- When
- Jun 30, Jul 7, 14, 21
- Where
- Online
- Tickets
- Adults: $40 (Members: $32; Students: $20)
The words “war and photography” conjure images of embedded journalists documenting active conflict. This art history course takes a different tack, focusing instead on contemporary landscape photographers who take aspects of the military-industrial complex as their subject.

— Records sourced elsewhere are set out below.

//! Local filesystem adapter using std::fs.

use std::io;
use std::path::Path;

use mfgen_core::{application::ports::Filesystem, error::GenResult};

/// Production filesystem implementation using `std::fs`.
#[derive(Debug, Clone, Copy)]
pub struct LocalFilesystem;

impl LocalFilesystem {
    /// Create a new local filesystem adapter.
    pub fn new() -> Self {
        Self
    }
}

impl Default for LocalFilesystem {
    fn default() -> Self {
        Self::new()
    }
}

impl Filesystem for LocalFilesystem {
    fn create_dir_all(&self, path: &Path) -> GenResult<()> {
        std::fs::create_dir_all(path).map_err(|e| map_io_error(path, e, "create directory"))
    }

    fn write_file(&self, path: &Path, content: &str) -> GenResult<()> {
        std::fs::write(path, content).map_err(|e| map_io_error(path, e, "write file"))
    }

    fn exists(&self, path: &Path) -> bool {
        path.exists()
    }

    fn dir_has_entries(&self, path: &Path) -> GenResult<bool> {
        if !path.exists() {
            return Ok(false);
        }
        // A pre-existing plain file at the target path blocks generation
        // the same way a populated directory does.
        if path.is_file() {
            return Ok(true);
        }
        let mut entries =
            std::fs::read_dir(path).map_err(|e| map_io_error(path, e, "read directory"))?;
        Ok(entries.next().is_some())
    }
}

fn map_io_error(path: &Path, e: io::Error, operation: &str) -> mfgen_core::error::GenError {
    use mfgen_core::application::ApplicationError;

    ApplicationError::Filesystem {
        path: path.to_path_buf(),
        reason: format!("Failed to {}: {}", operation, e),
    }
    .into()
}

#[cfg(test)]
mod tests {
    use super::*;
    use tempfile::TempDir;

    #[test]
    fn dir_has_entries_false_for_missing_path() {
        let temp = TempDir::new().unwrap();
        let fs = LocalFilesystem::new();
        assert!(!fs.dir_has_entries(&temp.path().join("nope")).unwrap());
    }

    #[test]
    fn dir_has_entries_false_for_empty_dir() {
        let temp = TempDir::new().unwrap();
        let fs = LocalFilesystem::new();
        assert!(!fs.dir_has_entries(temp.path()).unwrap());
    }

    #[test]
    fn dir_has_entries_true_for_populated_dir() {
        let temp = TempDir::new().unwrap();
        std::fs::write(temp.path().join("x"), "y").unwrap();
        let fs = LocalFilesystem::new();
        assert!(fs.dir_has_entries(temp.path()).unwrap());
    }

    #[test]
    fn dir_has_entries_true_for_plain_file() {
        let temp = TempDir::new().unwrap();
        let file = temp.path().join("blocker");
        std::fs::write(&file, "").unwrap();
        let fs = LocalFilesystem::new();
        assert!(fs.dir_has_entries(&file).unwrap());
    }

    #[test]
    fn write_and_exists_round_trip() {
        let temp = TempDir::new().unwrap();
        let fs = LocalFilesystem::new();
        let path = temp.path().join("a/b/c.txt");
        fs.create_dir_all(path.parent().unwrap()).unwrap();
        fs.write_file(&path, "content").unwrap();
        assert!(fs.exists(&path));
        assert_eq!(std::fs::read_to_string(&path).unwrap(), "content");
    }
}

Unfolding in four online presentations, the course begins with the dramatic works of Timothy O’Sullivan, which deployed photography as a strategy for scientific exploration for the US Geologic Survey in the 19th century, and traces the evolution of photography into a tool for state power. Discover examples of photographic technology developed for the Manhattan Project’s Trinity Test, the work of contemporary artists concerned about nuclear armament, 9/11, and the wars in Afghanistan and Iraq. Examine the work of contemporary photographer An-My Lê featured in our celebrated exhibition An-My Lê: On Contested Terrain and Trevor Paglen, who will be the subject of an upcoming exhibition that includes landscape photography overlaid with the technology of artificial intelligence. Come away with an understanding of the ways in which visual knowledge enabled by photography motivates our reception, reactions, and critique of contemporary warfare.
Event Registration
Please register below. You will receive an email with the Zoom link before the event.
About the Instructor
Lily Brewer is a Ph.D. candidate in History of Art and Architecture at the University of Pittsburgh specializing in modern and contemporary portrait and landscape photography in the United States southwest. Studying the concurrent development between photographic and weapon technologies, Brewer traces the contours of visual culture and history as it relates to war operations, military preparedness, conflict, and weapons testing during and after the Second World War and its visual articulations today. Her dissertation, Nuclear Citizenship: Mary Kavanagh and Photography as Civic Resistance, investigates the artistic practices of Kavanagh—as well as Richard Misrach, Carole Gallagher, An-My Lê, among others—and the role of photography in framing civil political space. She is editor-in-chief and founder of sedimenta.org.
About Crash Course
Crash Course is an ongoing series of topic-specific art history courses hosted by Carnegie Museum of Art. Past courses have focused on artists’ depictions of urban industry, Renaissance and Baroque art, and many others.